Over the past few months, Facebook has saturated the ‘Story’ market. The company has introduced Instagram Stories, Messenger Days and even a WhatsApp-style story feature, all identical in theory but fragmented in approach.

At first, I assumed that Facebook was being intentionally haphazard in its approach to the feature. There were logical divides, Instagram Stories, for example, feeling like the celebrity-rich side of Snapchat. Another theory I had was that Facebook was trying to destroy the concept of the story altogether. I doubt Facebook would intentionally want to do that, though their strategy of flooding the market with different, disconnected variations on the same idea was peculiar, to say the least. To take on one competitor with several warring, fractured alternatives, aiming at equally divided audiences, didn’t seem like a smart tactic.

With today’s announcement though it’s now clear that Facebook really does see potential in the concept of the story. But they forgot to steal one core feature of Snapchat: the fresh start.

Facebook and Snapchat are fundamentally different products.

In my mind Facebook is a microblogging-style service and Snapchat is a messaging service. On Facebook I have old high-school friends, work colleagues and random people I’ve never bothered to remove. On Snapchat I practically just have my friends. Snapchat feels more like my SMS app. I only talk to the regulars in it. I added friends not by searching for their names, but instead by asking for usernames or by using Snapchat’s QR code tool. There weren’t any mutual friends or parents. There are very limited tools for user discovery, or at least they’re harder to find.

Snapchat is private and my contacts list is curated, while my Facebook friends list is beyond repair.

Facebook could easily overcome this hurdle. They could force users to pick who they were going to share their ‘Story’ with. Maybe they could even introduce a system of favouriting friends or even force people to separately curate their Facebook Story list. A Facebook Story could even involve usernames and QR codes, but it likely won’t.

And as it stands sharing a Facebook Story will require a lot more thought and care when compared to Snapchat. Even with additional filtration tools this problem of anxiety and needless thought still can’t be easily solved with a bestie-tagging system. Like Google+ Circles, this type of separation usually doesn’t work and often feels like it’s being built for engineers, not users. And it requires a lot more memory to remember who you’ve put into each group or circle.
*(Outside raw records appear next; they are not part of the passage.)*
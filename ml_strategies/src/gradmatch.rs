use std::sync::Arc;

use log::debug;
use ml_core::{
    Checkpoint, Dataset, GreedyMode, LossFn, Model, Selection, SelectionError, SelectionStrategy,
};
use ndarray::Axis;
use rand::{rngs::StdRng, SeedableRng};

use crate::{
    embedding::{batch_means, Embedder},
    grouping::{
        apportion, batch_ranges, check_budget, class_groups, expand_batches, fill_random, Grouping,
    },
    omp::nonneg_omp,
};

/// Gradient-matching coreset selection.
///
/// For every group, finds a sparse non-negative combination of example (or mini-batch)
/// gradient embeddings that matches the group's full gradient, and uses the combination
/// coefficients as weights. Picks that end up short of the budget are topped up with random
/// examples of weight 1.
pub struct GradMatch<M, L, D: ?Sized> {
    embedder: Embedder<M, L>,
    data: Arc<D>,
    grouping: Grouping,
    lam: f32,
    eps: f32,
    rng: StdRng,
}

impl<M, L, D> GradMatch<M, L, D>
where
    M: Model + Checkpoint,
    L: LossFn,
    D: Dataset + ?Sized,
{
    /// Creates a new `GradMatch` strategy.
    ///
    /// # Arguments
    /// * `embedder` - The private model copy used to score examples.
    /// * `data` - The training set.
    /// * `grouping` - Per class or per mini-batch selection.
    /// * `lam` - Ridge regularization of the matching problem.
    /// * `eps` - Residual norm under which matching stops early.
    /// * `seed` - Seeds the random fill.
    pub fn new(
        embedder: Embedder<M, L>,
        data: Arc<D>,
        grouping: Grouping,
        lam: f32,
        eps: f32,
        seed: u64,
    ) -> Self {
        Self {
            embedder,
            data,
            grouping,
            lam,
            eps,
            rng: StdRng::seed_from_u64(seed),
        }
    }
}

impl<M, L, D> SelectionStrategy<M::State> for GradMatch<M, L, D>
where
    M: Model + Checkpoint,
    L: LossFn,
    D: Dataset + ?Sized,
{
    fn select(
        &mut self,
        budget: usize,
        state: M::State,
        _mode: Option<GreedyMode>,
    ) -> Result<Selection, SelectionError> {
        let len = self.data.len();
        check_budget(budget, len)?;

        self.embedder.load(&state)?;
        let all: Vec<usize> = (0..len).collect();
        let embeddings = self.embedder.embeddings(&*self.data, &all)?;

        let (mut indices, mut gammas) = match self.grouping {
            Grouping::PerClass => {
                let groups = class_groups(&*self.data)?;
                let sizes: Vec<_> = groups.iter().map(Vec::len).collect();
                let budgets = apportion(budget, &sizes);

                let mut indices = Vec::with_capacity(budget);
                let mut gammas = Vec::with_capacity(budget);

                for (members, k) in groups.iter().zip(budgets).filter(|(_, k)| *k > 0) {
                    let atoms = embeddings.select(Axis(0), members);
                    let target = atoms.sum_axis(Axis(0));
                    let solution = nonneg_omp(atoms.view(), target.view(), k, self.lam, self.eps)?;

                    indices.extend(solution.atoms.iter().map(|&a| members[a]));
                    gammas.extend(solution.coefs);
                }

                (indices, gammas)
            }
            Grouping::PerBatch { batch_size } => {
                let batches = batch_ranges(len, batch_size);
                let atoms = batch_means(&embeddings, &batches);
                let target = atoms.sum_axis(Axis(0));
                let nnz = budget.div_ceil(batch_size.max(1)).min(batches.len());

                let solution = nonneg_omp(atoms.view(), target.view(), nnz, self.lam, self.eps)?;
                let chosen: Vec<_> = solution.atoms.into_iter().zip(solution.coefs).collect();
                expand_batches(&chosen, &batches, budget)
            }
        };

        let picked = indices.len();
        fill_random(&mut indices, &mut gammas, budget, len, &mut self.rng);
        debug!(picked = picked, filled = budget - picked; "gradmatch selection finished");

        Selection::new(indices, gammas, budget, len)
    }
}

#[cfg(test)]
mod tests {
    use machine_learning::{
        arch::{layers::Layer, loss::Mse, Sequential},
        dataset,
    };
    use rand::{rngs::StdRng, SeedableRng};

    use super::*;

    fn strategy(grouping: Grouping) -> (GradMatch<Sequential, Mse, dataset::InMemoryDataset>, Sequential) {
        let mut rng = StdRng::seed_from_u64(4);
        let data = Arc::new(dataset::blobs(40, 3, 2, 1., &mut rng).unwrap());

        let mut model = Sequential::new([Layer::dense((3, 2), None)]);
        model.params_and_grad().0.iter_mut().enumerate().for_each(|(i, p)| *p = 0.1 * i as f32);

        let embedder = Embedder::new(model.clone(), Mse, 8);
        (GradMatch::new(embedder, data, grouping, 0.5, 1e-10, 1), model)
    }

    #[test]
    fn selections_hold_exactly_the_budget() {
        for grouping in [Grouping::PerClass, Grouping::PerBatch { batch_size: 8 }] {
            let (mut strategy, model) = strategy(grouping);

            for budget in [1, 7, 20, 40] {
                let selection = strategy.select(budget, model.snapshot(), None).unwrap();
                assert_eq!(selection.len(), budget);
                assert!(selection.gammas().iter().all(|g| *g > 0.));
            }
        }
    }

    #[test]
    fn same_seed_same_selection() {
        let (mut a, model) = strategy(Grouping::PerClass);
        let (mut b, _) = strategy(Grouping::PerClass);

        let first = a.select(10, model.snapshot(), None).unwrap();
        let second = b.select(10, model.snapshot(), None).unwrap();
        assert_eq!(first, second);
    }
}
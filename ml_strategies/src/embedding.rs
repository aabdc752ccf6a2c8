use ml_core::{Checkpoint, Dataset, LossFn, MlError, Model, SelectionError};
use ndarray::{s, Array1, Array2, Axis};

/// A private model copy used to score examples.
///
/// The embedding of an example is the derivative of its own loss with respect to the network
/// output, which is exactly the gradient of the last layer's biases for that example.
#[derive(Debug, Clone)]
pub struct Embedder<M, L> {
    model: M,
    loss: L,
    batch_size: usize,
}

impl<M, L> Embedder<M, L>
where
    M: Model + Checkpoint,
    L: LossFn,
{
    /// Creates a new `Embedder`.
    ///
    /// # Arguments
    /// * `model` - A copy of the model, its parameters get overwritten on every `load`.
    /// * `loss` - The training loss.
    /// * `batch_size` - The amount of examples per forward pass.
    pub fn new(model: M, loss: L, batch_size: usize) -> Self {
        Self {
            model,
            loss,
            batch_size: batch_size.max(1),
        }
    }

    /// Loads a snapshot into the private model copy.
    pub fn load(&mut self, state: &M::State) -> Result<(), SelectionError> {
        self.model.restore(state)?;
        Ok(())
    }

    pub fn loss(&self) -> &L {
        &self.loss
    }

    /// Runs the private model over `indices` in mini-batches.
    ///
    /// # Returns
    /// The predictions and the targets, one row per index, in order.
    pub fn outputs<D: Dataset + ?Sized>(
        &mut self,
        data: &D,
        indices: &[usize],
    ) -> Result<(Array2<f32>, Array2<f32>), SelectionError> {
        let y_size = data.y_size();
        let mut y_pred = Array2::zeros((indices.len(), y_size));
        let mut y = Array2::zeros((indices.len(), y_size));

        for (i, chunk) in indices.chunks(self.batch_size).enumerate() {
            let batch = data.gather(chunk)?;
            let out = self.model.forward(batch.x.view())?;

            if out.ncols() != y_size {
                return Err(MlError::ShapeMismatch {
                    what: "model output",
                    got: out.ncols(),
                    expected: y_size,
                }
                .into());
            }

            let start = i * self.batch_size;
            let end = start + chunk.len();
            y_pred.slice_mut(s![start..end, ..]).assign(&out);
            y.slice_mut(s![start..end, ..]).assign(&batch.y);
        }

        Ok((y_pred, y))
    }

    /// Per-example gradient embeddings for `indices`, one row each.
    pub fn embeddings<D: Dataset + ?Sized>(
        &mut self,
        data: &D,
        indices: &[usize],
    ) -> Result<Array2<f32>, SelectionError> {
        let (y_pred, y) = self.outputs(data, indices)?;
        let embeddings = self.loss.loss_prime(y_pred.view(), y.view());

        if embeddings.iter().any(|v| !v.is_finite()) {
            return Err(MlError::NonFinite {
                what: "gradient embeddings",
            }
            .into());
        }

        Ok(embeddings)
    }
}

/// Averages the embeddings of every range of rows.
pub fn batch_means(embeddings: &Array2<f32>, batches: &[std::ops::Range<usize>]) -> Array2<f32> {
    let mut means = Array2::zeros((batches.len(), embeddings.ncols()));

    for (mut mean, range) in means.axis_iter_mut(Axis(0)).zip(batches) {
        let rows = embeddings.slice(s![range.clone(), ..]);
        if let Some(m) = rows.mean_axis(Axis(0)) {
            mean.assign(&m);
        }
    }

    means
}

/// Averages all rows.
pub fn mean_row(rows: &Array2<f32>) -> Array1<f32> {
    rows.mean_axis(Axis(0))
        .unwrap_or_else(|| Array1::zeros(rows.ncols()))
}
use ml_core::LossFn;
use ndarray::{Array1, Array2, ArrayView2, Axis};

/// Mean squared error loss function, averaged over the columns of each row.
#[derive(Debug, Default, Clone, Copy, PartialEq)]
pub struct Mse;

impl Mse {
    /// Returns a new `Mse`.
    pub fn new() -> Self {
        Self
    }
}

impl LossFn for Mse {
    fn losses(&self, y_pred: ArrayView2<f32>, y: ArrayView2<f32>) -> Array1<f32> {
        (&y_pred - &y)
            .mapv(|x| x.powi(2))
            .mean_axis(Axis(1))
            .unwrap_or_else(|| Array1::zeros(y_pred.nrows()))
    }

    fn loss_prime(&self, y_pred: ArrayView2<f32>, y: ArrayView2<f32>) -> Array2<f32> {
        let cols = y_pred.ncols().max(1) as f32;
        (&y_pred - &y) * (2.0 / cols)
    }
}

#[cfg(test)]
mod tests {
    use ndarray::array;

    use super::*;

    #[test]
    fn one_loss_per_row() {
        let y_pred = array![[1., 3.], [0., 0.]];
        let y = array![[0., 1.], [0., 0.]];

        let losses = Mse.losses(y_pred.view(), y.view());
        assert_eq!(losses, array![2.5, 0.]);

        let prime = Mse.loss_prime(y_pred.view(), y.view());
        assert_eq!(prime, array![[1., 2.], [0., 0.]]);
    }
}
Did I put that person in my ‘starred’ contact list or not? Will mum see this? Will my friend? What defines a ‘starred’ friend?

I have a lot of faith in Facebook’s product team. Messenger, as just one example, was a slam-dunk for the company, building a sort-of buy-in effect for potential Facebook News Feed outcasts. Instagram was a brilliant purchase and it has been improved in plenty of ways. But in saying that, just as Messenger Days has been practically abandoned by most of my friends, Facebook Stories doesn’t seem to be a surefire hit either.

At the end of the day one of Snapchat’s key features was the fresh start it forced on users. Facebook won’t ever choose to take that risk.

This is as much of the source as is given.